--- START ---

// Copyright 2024 Build Core Contributors.
// Licensed under the Apache License, Version 2.0 (see LICENSE).

use std::collections::BTreeMap;
use std::path::PathBuf;
use std::time::Duration;

use async_trait::async_trait;
use bytes::Bytes;
use common::{ObjectInfo, ObjectType};
use futures::future::BoxFuture;
use futures::FutureExt;
use hashing::{Digest, HashFunction};
use protos::gen::build::bazel::remote::execution::v2 as remexec;
use store::TreeEntry;

use crate::blob::ArtifactBlob;

pub const DEFAULT_EXECUTION_TIMEOUT: Duration = Duration::from_secs(300);

/// How an action interacts with the action cache.
#[derive(Clone, Copy, Debug, Eq, PartialEq)]
pub enum CacheFlag {
    /// Look the action up, and store a successful result.
    CacheOutput,
    /// Always execute, never store.
    DoNotCacheOutput,
    /// Only look the action up; a miss yields no response.
    FromCacheOnly,
    /// Execute without lookup or store, but report the result as cached.
    /// Used by the rebuilder to force a fresh run through the normal path.
    PretendCached,
}

impl CacheFlag {
    pub fn do_cache_lookup(&self) -> bool {
        matches!(self, CacheFlag::CacheOutput | CacheFlag::FromCacheOnly)
    }

    pub fn do_cache_store(&self) -> bool {
        matches!(self, CacheFlag::CacheOutput)
    }
}

/// An object at a path, as used for tree assembly and retrieval.
#[derive(Clone, Debug)]
pub struct NamedArtifact {
    pub path: PathBuf,
    pub info: ObjectInfo,
}

/// The capability interface both execution backends implement.
///
/// Everything the executor needs reduces to these operations: availability
/// queries before uploads, blob and tree uploads, retrieval to various sinks,
/// action construction, and the incremental split/splice transfer facility.
#[async_trait]
pub trait ExecutionApi: Send + Sync {
    fn hash_function(&self) -> HashFunction;

    /// Create a (not yet started) action against this backend. Output paths
    /// are relative to `cwd`, which is itself relative to the input root.
    fn create_action(
        &self,
        root_digest: Digest,
        command: Vec<String>,
        cwd: String,
        output_files: Vec<String>,
        output_dirs: Vec<String>,
        env: BTreeMap<String, String>,
        properties: BTreeMap<String, String>,
    ) -> Box<dyn ExecutionAction>;

    /// Fast-path availability check used before every upload.
    async fn is_available(&self, digest: &Digest) -> bool;

    /// The subset of `digests` this backend does not have.
    async fn missing_digests(&self, digests: &[Digest]) -> Result<Vec<Digest>, String>;

    /// Upload the given blobs. `skip_find_missing` may be set by callers
    /// that have just performed an availability query themselves.
    async fn upload(&self, blobs: Vec<ArtifactBlob>, skip_find_missing: bool)
        -> Result<(), String>;

    /// Assemble a directory tree from named artifacts and upload every
    /// missing tree object, children before parents. After a successful
    /// return the tree and everything it references are available here.
    async fn upload_tree(&self, artifacts: &[NamedArtifact]) -> Result<Digest, String>;

    /// Read the entries of a tree object available to this backend.
    async fn read_tree_entries(&self, digest: &Digest) -> Result<Vec<TreeEntry>, String>;

    /// Materialize objects at the given filesystem paths; trees fan out to
    /// their leaves.
    async fn retrieve_to_paths(
        &self,
        infos: &[ObjectInfo],
        paths: &[PathBuf],
    ) -> Result<(), String>;

    /// Write objects to the given file descriptors, which are consumed. With
    /// `raw_tree`, a tree object is written in its serialized form instead
    /// of as a rendered listing.
    async fn retrieve_to_fds(
        &self,
        infos: &[ObjectInfo],
        fds: &[i32],
        raw_tree: bool,
    ) -> Result<(), String>;

    /// Copy objects (trees recursively, children before parents) into
    /// another backend's CAS.
    async fn retrieve_to_cas(
        &self,
        infos: &[ObjectInfo],
        other: &dyn ExecutionApi,
    ) -> Result<(), String>;

    /// Fetch one object's bytes.
    async fn retrieve_to_memory(&self, info: &ObjectInfo) -> Result<Bytes, String>;

    /// Split an object into chunks, returning the chunk digests.
    async fn split_blob(&self, digest: &Digest) -> Result<Vec<Digest>, String>;

    /// Splice an object from previously uploaded chunks.
    async fn splice_blob(&self, digest: &Digest, chunks: Vec<Digest>) -> Result<Digest, String>;

    async fn blob_split_support(&self) -> bool;

    async fn blob_splice_support(&self) -> bool;
}

/// An action bound to a backend, ready to be configured and executed.
#[async_trait]
pub trait ExecutionAction: Send + Sync {
    fn set_cache_flag(&mut self, flag: CacheFlag);

    fn set_timeout(&mut self, timeout: Duration);

    /// Run (or look up) the action. `Ok(None)` means a `FromCacheOnly`
    /// lookup found nothing.
    async fn execute(&self) -> Result<Option<Box<dyn ExecutionResponse>>, String>;
}

/// The outcome of an executed (or cache-served) action.
#[async_trait]
pub trait ExecutionResponse: Send + Sync {
    fn action_digest(&self) -> Digest;

    fn exit_code(&self) -> i32;

    fn is_cached(&self) -> bool;

    async fn stdout(&self) -> Result<Bytes, String>;

    async fn stderr(&self) -> Result<Bytes, String>;

    /// All produced outputs by path (relative to the working directory).
    async fn artifacts(&self) -> Result<BTreeMap<String, ObjectInfo>, String>;

    /// Whether any produced symlink (direct or inside an output tree)
    /// escapes upward. Only consulted in compatible mode, where such
    /// outputs are a hard failure.
    async fn has_upwards_symlinks(&self) -> Result<bool, String>;
}

/// A symlink target stays inside the tree it is rooted in: not absolute, and
/// no `..` component ever escapes above its starting directory.
pub fn is_non_upward_target(target: &str) -> bool {
    if target.is_empty() || target.starts_with('/') {
        return false;
    }
    let mut depth: i64 = 0;
    for component in target.split('/') {
        match component {
            "" | "." => {}
            ".." => {
                depth -= 1;
                if depth < 0 {
                    return false;
                }
            }
            _ => depth += 1,
        }
    }
    true
}

/// Interpret an `ActionResult` as a map from output path to object info.
#[allow(deprecated)]
pub fn artifacts_from_action_result(
    hash_function: HashFunction,
    result: &remexec::ActionResult,
) -> Result<BTreeMap<String, ObjectInfo>, String> {
    let hash_type = hash_function.hash_type();
    let mut artifacts = BTreeMap::new();

    for file in &result.output_files {
        let digest = protos::require_digest(file.digest.as_ref(), false, hash_type)?;
        let object_type = if file.is_executable {
            ObjectType::Executable
        } else {
            ObjectType::File
        };
        artifacts.insert(file.path.clone(), ObjectInfo::new(digest, object_type));
    }
    for symlink in result
        .output_symlinks
        .iter()
        .chain(&result.output_file_symlinks)
        .chain(&result.output_directory_symlinks)
    {
        let digest = hash_function.hash_blob_data(symlink.target.as_bytes());
        artifacts.insert(
            symlink.path.clone(),
            ObjectInfo::new(digest, ObjectType::Symlink),
        );
    }
    for dir in &result.output_directories {
        let digest = protos::require_digest(dir.tree_digest.as_ref(), true, hash_type)?;
        artifacts.insert(dir.path.clone(), ObjectInfo::new(digest, ObjectType::Tree));
    }
    Ok(artifacts)
}

/// Scan a result for upward symlinks: the directly reported ones, and the
/// ones buried in output trees.
#[allow(deprecated)]
pub async fn result_has_upwards_symlinks(
    api: &dyn ExecutionApi,
    result: &remexec::ActionResult,
) -> Result<bool, String> {
    for symlink in result
        .output_symlinks
        .iter()
        .chain(&result.output_file_symlinks)
        .chain(&result.output_directory_symlinks)
    {
        if !is_non_upward_target(&symlink.target) {
            return Ok(true);
        }
    }

    let hash_type = api.hash_function().hash_type();
    for dir in &result.output_directories {
        let digest = protos::require_digest(dir.tree_digest.as_ref(), true, hash_type)?;
        if tree_has_upwards_symlinks(api, digest).await? {
            return Ok(true);
        }
    }
    Ok(false)
}

fn tree_has_upwards_symlinks(
    api: &dyn ExecutionApi,
    digest: Digest,
) -> BoxFuture<'_, Result<bool, String>> {
    async move {
        for entry in api.read_tree_entries(&digest).await? {
            match entry.object_type {
                ObjectType::Symlink => {
                    let target = match entry.target {
                        Some(target) => target,
                        None => {
                            // Native trees store the target as blob content.
                            let info = ObjectInfo::new(entry.digest, ObjectType::Symlink);
                            let bytes = api.retrieve_to_memory(&info).await?;
                            String::from_utf8(bytes.to_vec())
                                .map_err(|_| "Symlink target is not UTF-8".to_owned())?
                        }
                    };
                    if !is_non_upward_target(&target) {
                        return Ok(true);
                    }
                }
                ObjectType::Tree => {
                    if tree_has_upwards_symlinks(api, entry.digest).await? {
                        return Ok(true);
                    }
                }
                _ => {}
            }
        }
        Ok(false)
    }
    .boxed()
}

#[cfg(test)]
mod tests {
    use super::is_non_upward_target;

    #[test]
    fn non_upward_targets() {
        assert!(is_non_upward_target("file"));
        assert!(is_non_upward_target("a/b/c"));
        assert!(is_non_upward_target("a/../b"));
        assert!(is_non_upward_target("./a"));
    }

    #[test]
    fn upward_targets() {
        assert!(!is_non_upward_target("/etc/passwd"));
        assert!(!is_non_upward_target(".."));
        assert!(!is_non_upward_target("../sibling"));
        assert!(!is_non_upward_target("a/../../b"));
        assert!(!is_non_upward_target(""));
    }
}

--- END ---

EXERCISE DIRECTIONS> Go through the entries above and copy each line holding the string "Debug".

ANSWER BOX>
#[derive(Clone, Copy, Debug, Eq, PartialEq)]
#[derive(Clone, Debug)]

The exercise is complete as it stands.